**THE DATA**.

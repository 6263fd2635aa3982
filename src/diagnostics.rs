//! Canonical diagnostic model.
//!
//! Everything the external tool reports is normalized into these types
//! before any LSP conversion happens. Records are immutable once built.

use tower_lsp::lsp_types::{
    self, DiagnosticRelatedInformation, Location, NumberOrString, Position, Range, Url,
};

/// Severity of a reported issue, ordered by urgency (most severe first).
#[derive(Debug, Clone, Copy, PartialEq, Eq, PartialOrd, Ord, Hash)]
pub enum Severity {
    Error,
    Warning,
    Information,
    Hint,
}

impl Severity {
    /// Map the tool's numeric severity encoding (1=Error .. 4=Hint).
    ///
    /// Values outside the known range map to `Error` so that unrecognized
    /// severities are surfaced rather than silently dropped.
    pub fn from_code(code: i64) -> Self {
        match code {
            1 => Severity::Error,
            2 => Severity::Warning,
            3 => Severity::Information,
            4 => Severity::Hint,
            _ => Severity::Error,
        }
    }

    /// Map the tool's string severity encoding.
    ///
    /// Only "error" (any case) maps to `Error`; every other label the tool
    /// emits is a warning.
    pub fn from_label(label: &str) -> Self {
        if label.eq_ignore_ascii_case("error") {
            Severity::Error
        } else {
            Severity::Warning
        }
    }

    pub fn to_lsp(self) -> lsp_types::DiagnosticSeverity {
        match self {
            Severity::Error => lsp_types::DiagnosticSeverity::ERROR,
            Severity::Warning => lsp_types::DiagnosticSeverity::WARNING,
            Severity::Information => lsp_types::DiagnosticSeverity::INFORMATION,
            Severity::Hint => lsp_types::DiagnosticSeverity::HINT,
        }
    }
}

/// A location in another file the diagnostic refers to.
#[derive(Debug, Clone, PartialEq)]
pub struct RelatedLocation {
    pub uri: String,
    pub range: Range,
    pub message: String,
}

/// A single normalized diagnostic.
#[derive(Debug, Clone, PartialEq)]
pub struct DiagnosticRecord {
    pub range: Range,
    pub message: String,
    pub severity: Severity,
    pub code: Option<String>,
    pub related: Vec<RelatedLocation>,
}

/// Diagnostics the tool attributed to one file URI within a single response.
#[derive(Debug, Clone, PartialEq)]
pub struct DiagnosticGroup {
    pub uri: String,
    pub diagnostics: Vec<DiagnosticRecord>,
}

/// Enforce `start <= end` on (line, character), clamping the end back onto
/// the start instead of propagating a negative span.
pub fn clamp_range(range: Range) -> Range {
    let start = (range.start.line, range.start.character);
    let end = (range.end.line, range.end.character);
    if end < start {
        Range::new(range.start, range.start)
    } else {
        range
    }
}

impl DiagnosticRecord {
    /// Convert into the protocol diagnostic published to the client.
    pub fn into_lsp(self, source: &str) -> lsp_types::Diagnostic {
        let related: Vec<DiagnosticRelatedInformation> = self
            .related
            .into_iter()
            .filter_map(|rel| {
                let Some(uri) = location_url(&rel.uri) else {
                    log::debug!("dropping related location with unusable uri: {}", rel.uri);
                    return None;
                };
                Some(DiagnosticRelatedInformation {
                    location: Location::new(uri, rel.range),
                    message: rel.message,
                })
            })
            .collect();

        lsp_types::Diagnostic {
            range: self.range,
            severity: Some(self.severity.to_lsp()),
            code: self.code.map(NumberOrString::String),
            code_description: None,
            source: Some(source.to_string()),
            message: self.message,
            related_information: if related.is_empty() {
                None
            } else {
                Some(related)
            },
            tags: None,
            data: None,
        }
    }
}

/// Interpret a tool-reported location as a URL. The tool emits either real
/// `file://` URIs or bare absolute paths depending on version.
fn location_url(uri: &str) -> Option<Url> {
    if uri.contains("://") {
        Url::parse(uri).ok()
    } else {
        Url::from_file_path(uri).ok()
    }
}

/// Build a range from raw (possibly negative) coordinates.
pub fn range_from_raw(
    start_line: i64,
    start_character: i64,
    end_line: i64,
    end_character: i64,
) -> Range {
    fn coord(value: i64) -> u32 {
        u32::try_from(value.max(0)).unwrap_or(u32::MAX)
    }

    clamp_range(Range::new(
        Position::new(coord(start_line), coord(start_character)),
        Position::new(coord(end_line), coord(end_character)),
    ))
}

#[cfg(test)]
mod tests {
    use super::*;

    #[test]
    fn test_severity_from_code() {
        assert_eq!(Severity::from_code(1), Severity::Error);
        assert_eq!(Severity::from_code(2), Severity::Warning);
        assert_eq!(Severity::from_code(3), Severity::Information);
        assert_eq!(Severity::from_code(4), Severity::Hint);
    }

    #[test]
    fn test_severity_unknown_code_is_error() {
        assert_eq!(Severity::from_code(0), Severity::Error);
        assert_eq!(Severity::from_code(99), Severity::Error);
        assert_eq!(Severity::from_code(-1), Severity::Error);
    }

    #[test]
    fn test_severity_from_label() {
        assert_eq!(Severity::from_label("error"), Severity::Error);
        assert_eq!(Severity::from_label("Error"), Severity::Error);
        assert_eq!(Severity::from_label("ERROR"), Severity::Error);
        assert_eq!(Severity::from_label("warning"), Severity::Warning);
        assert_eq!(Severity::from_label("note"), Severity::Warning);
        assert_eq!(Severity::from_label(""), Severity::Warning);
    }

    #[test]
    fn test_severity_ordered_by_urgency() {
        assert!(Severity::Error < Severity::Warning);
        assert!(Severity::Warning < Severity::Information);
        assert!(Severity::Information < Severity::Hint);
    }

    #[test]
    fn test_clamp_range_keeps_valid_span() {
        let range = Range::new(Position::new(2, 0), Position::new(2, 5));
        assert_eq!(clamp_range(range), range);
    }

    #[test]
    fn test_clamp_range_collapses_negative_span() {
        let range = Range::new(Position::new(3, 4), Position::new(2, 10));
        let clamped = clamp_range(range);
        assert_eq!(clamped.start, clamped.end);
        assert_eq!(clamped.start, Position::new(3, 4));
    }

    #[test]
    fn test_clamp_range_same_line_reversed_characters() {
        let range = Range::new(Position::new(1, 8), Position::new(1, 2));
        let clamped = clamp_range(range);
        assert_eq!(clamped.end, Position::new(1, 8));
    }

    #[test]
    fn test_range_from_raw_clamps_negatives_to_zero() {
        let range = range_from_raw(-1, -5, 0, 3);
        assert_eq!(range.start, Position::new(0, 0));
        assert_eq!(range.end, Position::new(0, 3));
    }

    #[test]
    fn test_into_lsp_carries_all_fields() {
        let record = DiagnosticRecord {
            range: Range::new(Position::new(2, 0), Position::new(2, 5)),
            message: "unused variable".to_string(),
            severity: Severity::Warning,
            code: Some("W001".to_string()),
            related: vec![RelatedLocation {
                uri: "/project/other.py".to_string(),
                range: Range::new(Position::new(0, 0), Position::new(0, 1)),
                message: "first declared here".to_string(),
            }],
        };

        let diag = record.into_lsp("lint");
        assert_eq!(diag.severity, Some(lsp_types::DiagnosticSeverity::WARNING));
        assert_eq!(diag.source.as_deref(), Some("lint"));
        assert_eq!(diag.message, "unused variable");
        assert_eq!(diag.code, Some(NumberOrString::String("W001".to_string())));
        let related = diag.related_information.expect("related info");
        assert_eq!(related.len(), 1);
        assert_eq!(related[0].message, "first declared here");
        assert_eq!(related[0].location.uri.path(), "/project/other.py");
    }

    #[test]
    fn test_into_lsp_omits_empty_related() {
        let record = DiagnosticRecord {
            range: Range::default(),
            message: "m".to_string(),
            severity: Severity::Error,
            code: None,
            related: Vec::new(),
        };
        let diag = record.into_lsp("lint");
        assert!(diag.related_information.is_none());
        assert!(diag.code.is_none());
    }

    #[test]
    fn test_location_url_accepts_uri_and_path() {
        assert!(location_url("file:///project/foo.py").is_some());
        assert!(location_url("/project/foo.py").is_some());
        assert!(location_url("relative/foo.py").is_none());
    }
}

**ACTIVITY**. Exact retyping of all the entries is required.

**EXERCISE RESULT**.
repository 6263fd2635aa3982
filename src/diagnostics.rs
//! Canonical diagnostic model.
//!
//! Everything the external tool reports is normalized into these types
//! before any LSP conversion happens. Records are immutable once built.

use tower_lsp::lsp_types::{
    self, DiagnosticRelatedInformation, Location, NumberOrString, Position, Range, Url,
};

/// Severity of a reported issue, ordered by urgency (most severe first).
#[derive(Debug, Clone, Copy, PartialEq, Eq, PartialOrd, Ord, Hash)]
pub enum Severity {
    Error,
    Warning,
    Information,
    Hint,
}

impl Severity {
    /// Map the tool's numeric severity encoding (1=Error .. 4=Hint).
    ///
    /// Values outside the known range map to `Error` so that unrecognized
    /// severities are surfaced rather than silently dropped.
    pub fn from_code(code: i64) -> Self {
        match code {
            1 => Severity::Error,
            2 => Severity::Warning,
            3 => Severity::Information,
            4 => Severity::Hint,
            _ => Severity::Error,
        }
    }

    /// Map the tool's string severity encoding.
    ///
    /// Only "error" (any case) maps to `Error`; every other label the tool
    /// emits is a warning.
    pub fn from_label(label: &str) -> Self {
        if label.eq_ignore_ascii_case("error") {
            Severity::Error
        } else {
            Severity::Warning
        }
    }

    pub fn to_lsp(self) -> lsp_types::DiagnosticSeverity {
        match self {
            Severity::Error => lsp_types::DiagnosticSeverity::ERROR,
            Severity::Warning => lsp_types::DiagnosticSeverity::WARNING,
            Severity::Information => lsp_types::DiagnosticSeverity::INFORMATION,
            Severity::Hint => lsp_types::DiagnosticSeverity::HINT,
        }
    }
}

/// A location in another file the diagnostic refers to.
#[derive(Debug, Clone, PartialEq)]
pub struct RelatedLocation {
    pub uri: String,
    pub range: Range,
    pub message: String,
}

/// A single normalized diagnostic.
#[derive(Debug, Clone, PartialEq)]
pub struct DiagnosticRecord {
    pub range: Range,
    pub message: String,
    pub severity: Severity,
    pub code: Option<String>,
    pub related: Vec<RelatedLocation>,
}

/// Diagnostics the tool attributed to one file URI within a single response.
#[derive(Debug, Clone, PartialEq)]
pub struct DiagnosticGroup {
    pub uri: String,
    pub diagnostics: Vec<DiagnosticRecord>,
}

/// Enforce `start <= end` on (line, character), clamping the end back onto
/// the start instead of propagating a negative span.
pub fn clamp_range(range: Range) -> Range {
    let start = (range.start.line, range.start.character);
    let end = (range.end.line, range.end.character);
    if end < start {
        Range::new(range.start, range.start)
    } else {
        range
    }
}

impl DiagnosticRecord {
    /// Convert into the protocol diagnostic published to the client.
    pub fn into_lsp(self, source: &str) -> lsp_types::Diagnostic {
        let related: Vec<DiagnosticRelatedInformation> = self
            .related
            .into_iter()
            .filter_map(|rel| {
                let Some(uri) = location_url(&rel.uri) else {
                    log::debug!("dropping related location with unusable uri: {}", rel.uri);
                    return None;
                };
                Some(DiagnosticRelatedInformation {
                    location: Location::new(uri, rel.range),
                    message: rel.message,
                })
            })
            .collect();

        lsp_types::Diagnostic {
            range: self.range,
            severity: Some(self.severity.to_lsp()),
            code: self.code.map(NumberOrString::String),
            code_description: None,
            source: Some(source.to_string()),
            message: self.message,
            related_information: if related.is_empty() {
                None
            } else {
                Some(related)
            },
            tags: None,
            data: None,
        }
    }
}

/// Interpret a tool-reported location as a URL. The tool emits either real
/// `file://` URIs or bare absolute paths depending on version.
fn location_url(uri: &str) -> Option<Url> {
    if uri.contains("://") {
        Url::parse(uri).ok()
    } else {
        Url::from_file_path(uri).ok()
    }
}

/// Build a range from raw (possibly negative) coordinates.
pub fn range_from_raw(
    start_line: i64,
    start_character: i64,
    end_line: i64,
    end_character: i64,
) -> Range {
    fn coord(value: i64) -> u32 {
        u32::try_from(value.max(0)).unwrap_or(u32::MAX)
    }

    clamp_range(Range::new(
        Position::new(coord(start_line), coord(start_character)),
        Position::new(coord(end_line), coord(end_character)),
    ))
}

#[cfg(test)]
mod tests {
    use super::*;

    #[test]
    fn test_severity_from_code() {
        assert_eq!(Severity::from_code(1), Severity::Error);
        assert_eq!(Severity::from_code(2), Severity::Warning);
        assert_eq!(Severity::from_code(3), Severity::Information);
        assert_eq!(Severity::from_code(4), Severity::Hint);
    }

    #[test]
    fn test_severity_unknown_code_is_error() {
        assert_eq!(Severity::from_code(0), Severity::Error);
        assert_eq!(Severity::from_code(99), Severity::Error);
        assert_eq!(Severity::from_code(-1), Severity::Error);
    }

    #[test]
    fn test_severity_from_label() {
        assert_eq!(Severity::from_label("error"), Severity::Error);
        assert_eq!(Severity::from_label("Error"), Severity::Error);
        assert_eq!(Severity::from_label("ERROR"), Severity::Error);
        assert_eq!(Severity::from_label("warning"), Severity::Warning);
        assert_eq!(Severity::from_label("note"), Severity::Warning);
        assert_eq!(Severity::from_label(""), Severity::Warning);
    }

    #[test]
    fn test_severity_ordered_by_urgency() {
        assert!(Severity::Error < Severity::Warning);
        assert!(Severity::Warning < Severity::Information);
        assert!(Severity::Information < Severity::Hint);
    }

    #[test]
    fn test_clamp_range_keeps_valid_span() {
        let range = Range::new(Position::new(2, 0), Position::new(2, 5));
        assert_eq!(clamp_range(range), range);
    }

    #[test]
    fn test_clamp_range_collapses_negative_span() {
        let range = Range::new(Position::new(3, 4), Position::new(2, 10));
        let clamped = clamp_range(range);
        assert_eq!(clamped.start, clamped.end);
        assert_eq!(clamped.start, Position::new(3, 4));
    }

    #[test]
    fn test_clamp_range_same_line_reversed_characters() {
        let range = Range::new(Position::new(1, 8), Position::new(1, 2));
        let clamped = clamp_range(range);
        assert_eq!(clamped.end, Position::new(1, 8));
    }

    #[test]
    fn test_range_from_raw_clamps_negatives_to_zero() {
        let range = range_from_raw(-1, -5, 0, 3);
        assert_eq!(range.start, Position::new(0, 0));
        assert_eq!(range.end, Position::new(0, 3));
    }

    #[test]
    fn test_into_lsp_carries_all_fields() {
        let record = DiagnosticRecord {
            range: Range::new(Position::new(2, 0), Position::new(2, 5)),
            message: "unused variable".to_string(),
            severity: Severity::Warning,
            code: Some("W001".to_string()),
            related: vec![RelatedLocation {
                uri: "/project/other.py".to_string(),
                range: Range::new(Position::new(0, 0), Position::new(0, 1)),
                message: "first declared here".to_string(),
            }],
        };

        let diag = record.into_lsp("lint");
        assert_eq!(diag.severity, Some(lsp_types::DiagnosticSeverity::WARNING));
        assert_eq!(diag.source.as_deref(), Some("lint"));
        assert_eq!(diag.message, "unused variable");
        assert_eq!(diag.code, Some(NumberOrString::String("W001".to_string())));
        let related = diag.related_information.expect("related info");
        assert_eq!(related.len(), 1);
        assert_eq!(related[0].message, "first declared here");
        assert_eq!(related[0].location.uri.path(), "/project/other.py");
    }

    #[test]
    fn test_into_lsp_omits_empty_related() {
        let record = DiagnosticRecord {
            range: Range::default(),
            message: "m".to_string(),
            severity: Severity::Error,
            code: None,
            related: Vec::new(),
        };
        let diag = record.into_lsp("lint");
        assert!(diag.related_information.is_none());
        assert!(diag.code.is_none());
    }

    #[test]
    fn test_location_url_accepts_uri_and_path() {
        assert!(location_url("file:///project/foo.py").is_some());
        assert!(location_url("/project/foo.py").is_some());
        assert!(location_url("relative/foo.py").is_none());
    }
}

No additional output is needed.